Deafness or hearing loss (HL) is one of the most heterogeneous disorders known, both in terms of clinical manifestation and etiology and may manifest in isolation (70% of AP cases) or be syndromic when accompanied by other clinical signs (30%). There are still many genes to be identified, although more than 120 are known only related to non-syndromic hearing loss.
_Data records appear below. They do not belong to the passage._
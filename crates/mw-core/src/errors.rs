//! Structured error types shared across the workspace crates.

use std::collections::BTreeMap;
use std::fmt::{self, Display};

use serde::{Deserialize, Serialize};
use thiserror::Error;

/// Structured payload attached to every [`MwError`] variant.
#[derive(Debug, Clone, PartialEq, Eq, Serialize, Deserialize)]
pub struct ErrorInfo {
    /// Stable machine readable error code.
    pub code: String,
    /// Human readable diagnostic message.
    pub message: String,
    /// Contextual key value pairs (identifiers, line numbers, etc.).
    #[serde(default)]
    pub context: BTreeMap<String, String>,
    /// Optional hint that may help the caller resolve the issue.
    #[serde(skip_serializing_if = "Option::is_none")]
    pub hint: Option<String>,
}

impl ErrorInfo {
    /// Creates a new error payload with the provided code and message.
    pub fn new(code: impl Into<String>, message: impl Into<String>) -> Self {
        Self {
            code: code.into(),
            message: message.into(),
            context: BTreeMap::new(),
            hint: None,
        }
    }

    /// Adds a context entry to the payload.
    pub fn with_context(mut self, key: impl Into<String>, value: impl Display) -> Self {
        self.context.insert(key.into(), value.to_string());
        self
    }

    /// Sets a human readable hint for remediation.
    pub fn with_hint(mut self, hint: impl Into<String>) -> Self {
        self.hint = Some(hint.into());
        self
    }
}

/// Canonical error type for the reconstruction pipeline.
#[derive(Debug, Clone, PartialEq, Eq, Serialize, Deserialize, Error)]
#[serde(tag = "family", content = "detail")]
pub enum MwError {
    /// Hop graph structural errors.
    #[error("graph error: {0}")]
    Graph(ErrorInfo),
    /// License or hop ledger ingestion errors.
    #[error("ledger error: {0}")]
    Ledger(ErrorInfo),
    /// Snapshot document encoding and decoding errors.
    #[error("snapshot error: {0}")]
    Snapshot(ErrorInfo),
    /// Metrics output errors.
    #[error("metrics error: {0}")]
    Metrics(ErrorInfo),
    /// Serialization and schema errors.
    #[error("serde error: {0}")]
    Serde(ErrorInfo),
}

impl Display for ErrorInfo {
    fn fmt(&self, f: &mut fmt::Formatter<'_>) -> fmt::Result {
        write!(f, "{} (code: {})", self.message, self.code)?;
        if !self.context.is_empty() {
            write!(f, " | context: [")?;
            for (idx, (key, value)) in self.context.iter().enumerate() {
                if idx > 0 {
                    write!(f, ", ")?;
                }
                write!(f, "{key}={value}")?;
            }
            write!(f, "]")?;
        }
        if let Some(hint) = &self.hint {
            write!(f, " | hint: {hint}")?;
        }
        Ok(())
    }
}

impl MwError {
    /// Returns a reference to the payload describing the error.
    pub fn info(&self) -> &ErrorInfo {
        match self {
            MwError::Graph(info)
            | MwError::Ledger(info)
            | MwError::Snapshot(info)
            | MwError::Metrics(info)
            | MwError::Serde(info) => info,
        }
    }
}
Next-generation sequencing has been accelerating the identification of hearing loss genes, both in relation to the exome for identifying the causative genetic variant in families and in generating data on the genes expressed (transcriptome) in the target tissue (inner ear/cochlea) mainly in animal models. Of the approximately 20,000 human protein-coding genes, 4,000 have already been associated with human disease (AVRAHAM et al., 2022). More recently, as the genome has been better mapped, attention has turned to its non-coding portion, which undoubtedly has already been proven to be able to influence human health and disease, including BP. Allied with this, the trend towards greater scientific transparency (open Science) made public access to big data generated by new omics technologies, which provided the availability of large amounts of gene expression data that need to be explored from different perspectives. This project aims to contribute to the identification of new AP genes by: 1) Investigating whether lncRNA transcripts from the DFNA58 locus alter the expression of neighboring genes through in vitro transcription and transfection, with the aim of contributing to the elucidation of the role of these lncRNA genes in PA.